Problem to work on
Among the entries, how many lines hold the word "ReadinessResponse"? Respond with that number only.

========================

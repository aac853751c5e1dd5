//! Health check infrastructure for the risk engine
//!
//! Component health is derived from engine state on every probe rather than
//! tracked separately, so it cannot drift from what the engine holds.

use crate::engine::RiskEngine;
use serde::{Deserialize, Serialize};
use std::collections::BTreeMap;

/// Health status of a component
#[derive(Debug, Clone, Copy, PartialEq, Eq, Serialize, Deserialize)]
#[serde(rename_all = "lowercase")]
pub enum ComponentStatus {
    /// Component is functioning normally
    Healthy,
    /// Component works but its output is incomplete
    Degraded,
}

/// Information about a component's health
#[derive(Debug, Clone, PartialEq, Serialize, Deserialize)]
pub struct ComponentHealth {
    pub status: ComponentStatus,
    #[serde(skip_serializing_if = "Option::is_none")]
    pub message: Option<String>,
    pub last_check_timestamp: i64,
}

impl ComponentHealth {
    pub fn healthy() -> Self {
        Self {
            status: ComponentStatus::Healthy,
            message: None,
            last_check_timestamp: chrono::Utc::now().timestamp(),
        }
    }

    pub fn degraded(message: impl Into<String>) -> Self {
        Self {
            status: ComponentStatus::Degraded,
            message: Some(message.into()),
            last_check_timestamp: chrono::Utc::now().timestamp(),
        }
    }
}

/// Component names for health reporting
pub mod components {
    pub const TELEMETRY: &str = "telemetry";
    pub const FEATURE_STORE: &str = "feature_store";
    pub const MODEL: &str = "model";
}

/// Overall health response
#[derive(Debug, Clone, Serialize, Deserialize)]
pub struct HealthResponse {
    pub status: ComponentStatus,
    pub components: BTreeMap<String, ComponentHealth>,
}

impl HealthResponse {
    /// Inspect the engine and report each component
    pub fn from_engine(engine: &RiskEngine) -> Self {
        let mut components = BTreeMap::new();

        let telemetry = engine.telemetry();
        let telemetry_health = if telemetry.is_saturated() {
            ComponentHealth::degraded(format!(
                "Buffer at capacity ({} events), oldest events are being evicted",
                telemetry.capacity()
            ))
        } else {
            ComponentHealth::healthy()
        };
        components.insert(components::TELEMETRY.to_string(), telemetry_health);

        let feature_health = if !telemetry.is_empty() && engine.feature_rows().is_empty() {
            ComponentHealth::degraded("Telemetry buffered but no feature rows, run ETL")
        } else {
            ComponentHealth::healthy()
        };
        components.insert(components::FEATURE_STORE.to_string(), feature_health);

        let model_health = if engine.model().is_trained() {
            ComponentHealth::healthy()
        } else {
            ComponentHealth::degraded("Model untrained, all scores are 0.5")
        };
        components.insert(components::MODEL.to_string(), model_health);

        let status = Self::compute_status(&components);
        Self { status, components }
    }

    /// Compute overall status from component statuses
    pub fn compute_status(components: &BTreeMap<String, ComponentHealth>) -> ComponentStatus {
        if components
            .values()
            .any(|health| health.status == ComponentStatus::Degraded)
        {
            ComponentStatus::Degraded
        } else {
            ComponentStatus::Healthy
        }
    }
}

/// Readiness response
#[derive(Debug, Clone, Serialize, Deserialize)]
pub struct ReadinessResponse {
    pub ready: bool,
    #[serde(skip_serializing_if = "Option::is_none")]
    pub reason: Option<String>,
}

impl ReadinessResponse {
    pub fn ready() -> Self {
        Self {
            ready: true,
            reason: None,
        }
    }

    pub fn not_ready(reason: impl Into<String>) -> Self {
        Self {
            ready: false,
            reason: Some(reason.into()),
        }
    }
}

========================

Response to this exercise
2